Local Wildlife Weekly #2: Seaside Dragonlet

This is part of the 2020 Digital Seaside Center. For more Digital Seaside Center content, click here.

Hi everyone! Welcome back to Local Wildlife Weekly.

During last week’s profile of purple martins I touched on their predation of dragonflies, and included a rather ghastly anecdote about a mid-air decapitation. As the victims of that story, dragonflies were made out to be a bit helpless: prey for martins and nothing more. Let us not forget that, while dragonflies certainly fall prey to some large insectivorous birds, they are formidable predators in their own right. Not only that, they’re a fascinating group of organisms to observe and study: a remarkable diversity exists here in Connecticut, but only becomes apparent when you take the time to look and learn.

Introducing: The Seaside Dragonlet

A male Seaside Dragonlet at Barn Island WMA in Stonington, CT. Photo by Brendan Murtha.

A male Seaside Dragonlet at Barn Island WMA in Stonington, CT. Photo by Brendan Murtha.

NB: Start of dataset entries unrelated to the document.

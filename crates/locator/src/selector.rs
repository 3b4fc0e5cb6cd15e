use std::time::Duration;

use log::{debug, warn};
use model::{ResourceEntry, ResourceRecord};
use utility::geo::{self, BoundingBox};

use crate::{
    database::{self, ResourceRepo},
    RequestError, RequestResult, SearchQuery,
};

/// Coarse prefilter handed to a store: everything inside the box, optionally
/// restricted to a category fragment, at most `limit` rows.
#[derive(Debug, Clone, PartialEq)]
pub struct CandidateFilter {
    pub bounding_box: BoundingBox,
    /// Lower-cased substring looked for in each category token.
    pub category: Option<String>,
    pub limit: usize,
}

impl CandidateFilter {
    pub fn for_query(query: &SearchQuery) -> Self {
        Self {
            bounding_box: geo::bounding_box(query.latitude(), query.longitude(), query.radius_km()),
            category: query.category().map(str::to_owned),
            limit: query.limit(),
        }
    }

    /// Whether a store should hand out `record` for this filter.
    /// Records without a usable coordinate pair are never admitted.
    pub fn admits(&self, record: &ResourceRecord) -> bool {
        let inside = record
            .coordinates()
            .is_some_and(|(lat, lng)| self.bounding_box.contains(lat, lng));
        inside
            && self
                .category
                .as_deref()
                .map_or(true, |category| record.categories.contains_fragment(category))
    }
}

/// Fetches the candidates for `filter`. Store failures and timeouts turn
/// into [`RequestError::StoreUnavailable`]; partial results are never returned.
pub async fn select_candidates<R>(
    repo: &mut R,
    filter: &CandidateFilter,
    timeout: Duration,
) -> RequestResult<Vec<ResourceEntry>>
where
    R: ResourceRepo + Send,
{
    match database::bounded(timeout, repo.find_candidates(filter)).await {
        Ok(mut candidates) => {
            candidates.truncate(filter.limit);
            debug!(
                "{} candidates inside {:?} (category {:?})",
                candidates.len(),
                filter.bounding_box,
                filter.category
            );
            Ok(candidates)
        }
        Err(why) => {
            warn!("Candidate selection failed: {why}");
            Err(match RequestError::from(why) {
                RequestError::NotFound => {
                    RequestError::StoreUnavailable("resource table is missing".to_owned())
                }
                other => other,
            })
        }
    }
}
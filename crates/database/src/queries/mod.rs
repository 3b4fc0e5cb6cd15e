use locator::database::DatabaseError;

pub mod resource;

pub(crate) fn convert_error(why: sqlx::Error) -> DatabaseError {
    match why {
        sqlx::Error::RowNotFound => DatabaseError::NotFound,
        _ => DatabaseError::Other(Box::new(why)),
    }
}

/// Escapes `LIKE` metacharacters so `value` only ever matches literally.
pub fn escape_like(value: &str) -> String {
    let mut escaped = String::with_capacity(value.len());
    for c in value.chars() {
        if matches!(c, '\\' | '%' | '_') {
            escaped.push('\\');
        }
        escaped.push(c);
    }
    escaped
}

/// `%value%` with `value` escaped.
pub fn contains_pattern(value: &str) -> String {
    format!("%{}%", escape_like(value))
}
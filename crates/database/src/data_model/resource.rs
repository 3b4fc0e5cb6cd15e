use async_trait::async_trait;
use locator::{
    database::{ResourceRepo, Result},
    CandidateFilter,
};
use model::{
    filter::{AttributeFilter, Facets},
    MalformedRecord, ResourceEntry, ResourceRecord, SourceRecord,
};
use sqlx::prelude::FromRow;
use utility::id::Id;

use super::DatabaseRow;
use crate::{
    queries::resource::{find_by_attributes, find_candidates, get, get_all},
    PgDatabaseAutocommit,
};

#[derive(Debug, Clone, FromRow)]
pub struct ResourceRow {
    pub id: String,
    pub name: String,
    pub categories: Option<String>,
    pub languages: Option<String>,
    pub address_line1: Option<String>,
    pub city: Option<String>,
    pub state: Option<String>,
    pub postal_code: Option<String>,
    pub phone: Option<String>,
    pub website: Option<String>,
    pub cost_notes: Option<String>,
    pub eligibility: Option<String>,
    pub lat: Option<f64>,
    pub lng: Option<f64>,
}

impl DatabaseRow for ResourceRow {
    type Model = ResourceRecord;

    fn get_id(&self) -> Id<Self::Model> {
        Id::new(self.id.clone())
    }

    fn to_model(self) -> std::result::Result<Self::Model, MalformedRecord> {
        let id = self.id;
        SourceRecord {
            id: None,
            name: Some(self.name),
            // split into tokens by `into_entry`
            categories: self.categories.into_iter().collect(),
            languages: self.languages.into_iter().collect(),
            address_line1: self.address_line1,
            city: self.city,
            state: self.state,
            postal_code: self.postal_code,
            phone: self.phone,
            website: self.website,
            cost_notes: self.cost_notes,
            eligibility: self.eligibility,
            lat: self.lat,
            lng: self.lng,
        }
        .into_entry(|| id)
        .map(|entry| entry.content)
    }
}

#[async_trait]
impl ResourceRepo for PgDatabaseAutocommit {
    async fn find_candidates(&mut self, filter: &CandidateFilter) -> Result<Vec<ResourceEntry>> {
        find_candidates(&self.pool, filter).await
    }

    async fn get_resource(&mut self, id: &Id<ResourceRecord>) -> Result<ResourceEntry> {
        get(&self.pool, id).await
    }

    async fn find_by_attributes(&mut self, filter: &AttributeFilter) -> Result<Vec<ResourceEntry>> {
        find_by_attributes(&self.pool, filter).await
    }

    async fn facets(&mut self) -> Result<Facets> {
        let entries = get_all(&self.pool).await?;
        Ok(Facets::collect(entries.iter().map(|entry| &entry.content)))
    }
}
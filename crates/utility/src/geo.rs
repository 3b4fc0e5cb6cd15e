pub const EARTH_RADIUS_KM: f64 = 6371.0;

/// Rough length of one degree of latitude. Slightly below the true value
/// (~111.19 km), so boxes built from it err on the large side.
pub const KM_PER_DEGREE_LATITUDE: f64 = 111.0;

pub const MAX_LATITUDE: f64 = 90.0;
pub const MAX_LONGITUDE: f64 = 180.0;

/// Whether the pair is a finite point on the globe.
pub fn is_valid_coordinate(latitude: f64, longitude: f64) -> bool {
    latitude.is_finite()
        && longitude.is_finite()
        && (-MAX_LATITUDE..=MAX_LATITUDE).contains(&latitude)
        && (-MAX_LONGITUDE..=MAX_LONGITUDE).contains(&longitude)
}

/// Great-circle distance in kilometers.
pub fn haversine_km(latitude_1: f64, longitude_1: f64, latitude_2: f64, longitude_2: f64) -> f64 {
    let lat1_rad = latitude_1.to_radians();
    let lat2_rad = latitude_2.to_radians();
    let dlat = (latitude_2 - latitude_1).to_radians();
    let dlon = (longitude_2 - longitude_1).to_radians();

    let a = (dlat / 2.0).sin().powi(2)
        + lat1_rad.cos() * lat2_rad.cos() * (dlon / 2.0).sin().powi(2);
    // round-off can push `a` just outside [0, 1] for antipodal points
    let c = 2.0 * a.clamp(0.0, 1.0).sqrt().asin();

    EARTH_RADIUS_KM * c
}

/// Axis-aligned box in degrees.
#[derive(Debug, Clone, Copy, PartialEq)]
pub struct BoundingBox {
    pub min_lat: f64,
    pub max_lat: f64,
    pub min_lng: f64,
    pub max_lng: f64,
}

impl BoundingBox {
    pub fn contains(&self, latitude: f64, longitude: f64) -> bool {
        (self.min_lat..=self.max_lat).contains(&latitude)
            && (self.min_lng..=self.max_lng).contains(&longitude)
    }

    pub fn spans_all_longitudes(&self) -> bool {
        self.min_lng <= -MAX_LONGITUDE && self.max_lng >= MAX_LONGITUDE
    }
}

/// Box around a center that contains every point within `radius_km`.
///
/// Only meant as a cheap pre-filter: corners of the box lie outside the
/// radius. Boxes reaching a pole or crossing the antimeridian fall back to the
/// full longitude range instead of wrapping.
pub fn bounding_box(latitude: f64, longitude: f64, radius_km: f64) -> BoundingBox {
    let lat_delta = radius_km / KM_PER_DEGREE_LATITUDE;
    let min_lat = latitude - lat_delta;
    let max_lat = latitude + lat_delta;

    let full_longitudes = BoundingBox {
        min_lat: min_lat.max(-MAX_LATITUDE),
        max_lat: max_lat.min(MAX_LATITUDE),
        min_lng: -MAX_LONGITUDE,
        max_lng: MAX_LONGITUDE,
    };

    if min_lat <= -MAX_LATITUDE || max_lat >= MAX_LATITUDE {
        return full_longitudes;
    }

    // meridians converge towards the poles, so the circle is widest along
    // its poleward edge rather than at the center
    let poleward_lat = min_lat.abs().max(max_lat.abs());
    let lng_delta = radius_km / (KM_PER_DEGREE_LATITUDE * poleward_lat.to_radians().cos());
    let min_lng = longitude - lng_delta;
    let max_lng = longitude + lng_delta;
    if !lng_delta.is_finite() || min_lng < -MAX_LONGITUDE || max_lng > MAX_LONGITUDE {
        return full_longitudes;
    }

    BoundingBox {
        min_lat,
        max_lat,
        min_lng,
        max_lng,
    }
}
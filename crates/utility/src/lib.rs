pub mod geo;
pub mod id;
pub mod let_also;
pub mod serde;
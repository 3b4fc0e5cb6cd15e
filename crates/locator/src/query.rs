//! Turns raw query-string parameters into a validated [`SearchQuery`].

use serde::Deserialize;
use utility::geo;

use crate::{RequestError, RequestResult};

/// Search parameters exactly as they arrive in a URL query string.
#[derive(Debug, Clone, Default, Deserialize)]
pub struct SearchParams {
    pub lat: Option<String>,
    pub lng: Option<String>,
    #[serde(rename = "radiusKm", alias = "radius_km")]
    pub radius_km: Option<String>,
    pub category: Option<String>,
    pub limit: Option<String>,
}

/// Defaults, bounds and leniency of the normalizer, kept in one place.
#[derive(Debug, Clone, PartialEq)]
pub struct SearchPolicy {
    pub default_radius_km: f64,
    pub max_radius_km: f64,
    pub default_limit: usize,
    pub max_limit: usize,
    /// Reject unusable `limit` values instead of falling back to the default.
    pub strict_limit: bool,
}

impl Default for SearchPolicy {
    fn default() -> Self {
        Self {
            default_radius_km: 5.0,
            max_radius_km: 50.0,
            default_limit: 50,
            max_limit: 500,
            strict_limit: false,
        }
    }
}

/// A validated search request.
#[derive(Debug, Clone, PartialEq)]
pub struct SearchQuery {
    latitude: f64,
    longitude: f64,
    radius_km: f64,
    category: Option<String>,
    limit: usize,
}

impl SearchQuery {
    pub fn new(
        latitude: f64,
        longitude: f64,
        radius_km: f64,
        category: Option<&str>,
        limit: usize,
        policy: &SearchPolicy,
    ) -> RequestResult<Self> {
        if !geo::is_valid_coordinate(latitude, longitude) {
            return Err(RequestError::MissingOrInvalidLocation);
        }
        if !(radius_km > 0.0 && radius_km <= policy.max_radius_km) {
            return Err(RequestError::RadiusOutOfRange {
                max_km: policy.max_radius_km,
            });
        }
        if limit == 0 {
            return Err(RequestError::InvalidLimit);
        }
        let category = category
            .map(|category| category.trim().to_lowercase())
            .filter(|category| !category.is_empty());

        Ok(Self {
            latitude,
            longitude,
            radius_km,
            category,
            limit: limit.min(policy.max_limit),
        })
    }

    pub fn latitude(&self) -> f64 {
        self.latitude
    }

    pub fn longitude(&self) -> f64 {
        self.longitude
    }

    pub fn radius_km(&self) -> f64 {
        self.radius_km
    }

    /// Lower-cased, never empty.
    pub fn category(&self) -> Option<&str> {
        self.category.as_deref()
    }

    pub fn limit(&self) -> usize {
        self.limit
    }
}

enum Raw<T> {
    Absent,
    Invalid,
    Value(T),
}

fn parse_number(raw: Option<&str>) -> Raw<f64> {
    match raw.map(str::trim) {
        None | Some("") => Raw::Absent,
        Some(text) => match text.parse::<f64>() {
            Ok(number) if number.is_finite() => Raw::Value(number),
            _ => Raw::Invalid,
        },
    }
}

fn parse_count(raw: Option<&str>) -> Raw<usize> {
    match parse_number(raw) {
        Raw::Value(number) if number >= 1.0 && number.fract() == 0.0 => {
            Raw::Value(number.min(usize::MAX as f64) as usize)
        }
        Raw::Absent => Raw::Absent,
        _ => Raw::Invalid,
    }
}

impl SearchParams {
    /// Validates the parameters. Location is checked first, then radius,
    /// then limit; the first problem found is reported.
    pub fn normalize(&self, policy: &SearchPolicy) -> RequestResult<SearchQuery> {
        let (latitude, longitude) = match (
            parse_number(self.lat.as_deref()),
            parse_number(self.lng.as_deref()),
        ) {
            (Raw::Value(lat), Raw::Value(lng)) => (lat, lng),
            _ => return Err(RequestError::MissingOrInvalidLocation),
        };

        let radius_km = match parse_number(self.radius_km.as_deref()) {
            Raw::Absent => policy.default_radius_km,
            Raw::Value(radius) => radius,
            Raw::Invalid => {
                return Err(RequestError::RadiusOutOfRange {
                    max_km: policy.max_radius_km,
                })
            }
        };

        let limit = match parse_count(self.limit.as_deref()) {
            Raw::Value(limit) => limit,
            Raw::Absent => policy.default_limit,
            Raw::Invalid if policy.strict_limit => return Err(RequestError::InvalidLimit),
            Raw::Invalid => policy.default_limit,
        };

        SearchQuery::new(
            latitude,
            longitude,
            radius_km,
            self.category.as_deref(),
            limit,
            policy,
        )
    }
}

This week’s profile is on the seaside dragonlet, Erythrodiplax berenice. This species of dragonfly is unique in its habitat choice, and its name points to that specialization: they are a dragonfly tied to the coast! Perhaps “saltmarsh” dragonlet would be a better name, for in their affinity for coastal wetlands they are readily found in Saltmarshes all up and down the eastern seaboard— often they’re the only dragonfly in that habitat. Although small and subtly colored they perch conspicuously on shrubs and marsh grasses, sometimes in great numbers, and they’ll often return to the same perch after buzzing out to take a gnat or mosquito from the air. The species exhibits strong sexual dimorphism, or variation between the sexes. Males are primarily dark, while females are bright and variable with spangled patterns of black and yellow. While other dragonflies may sometimes appear in coastal habitats, hunting insects over dunes and marshes, no other species is as tied to the coast as the dragonlet— they spend their whole life-cycle here, and rarely occur inland. 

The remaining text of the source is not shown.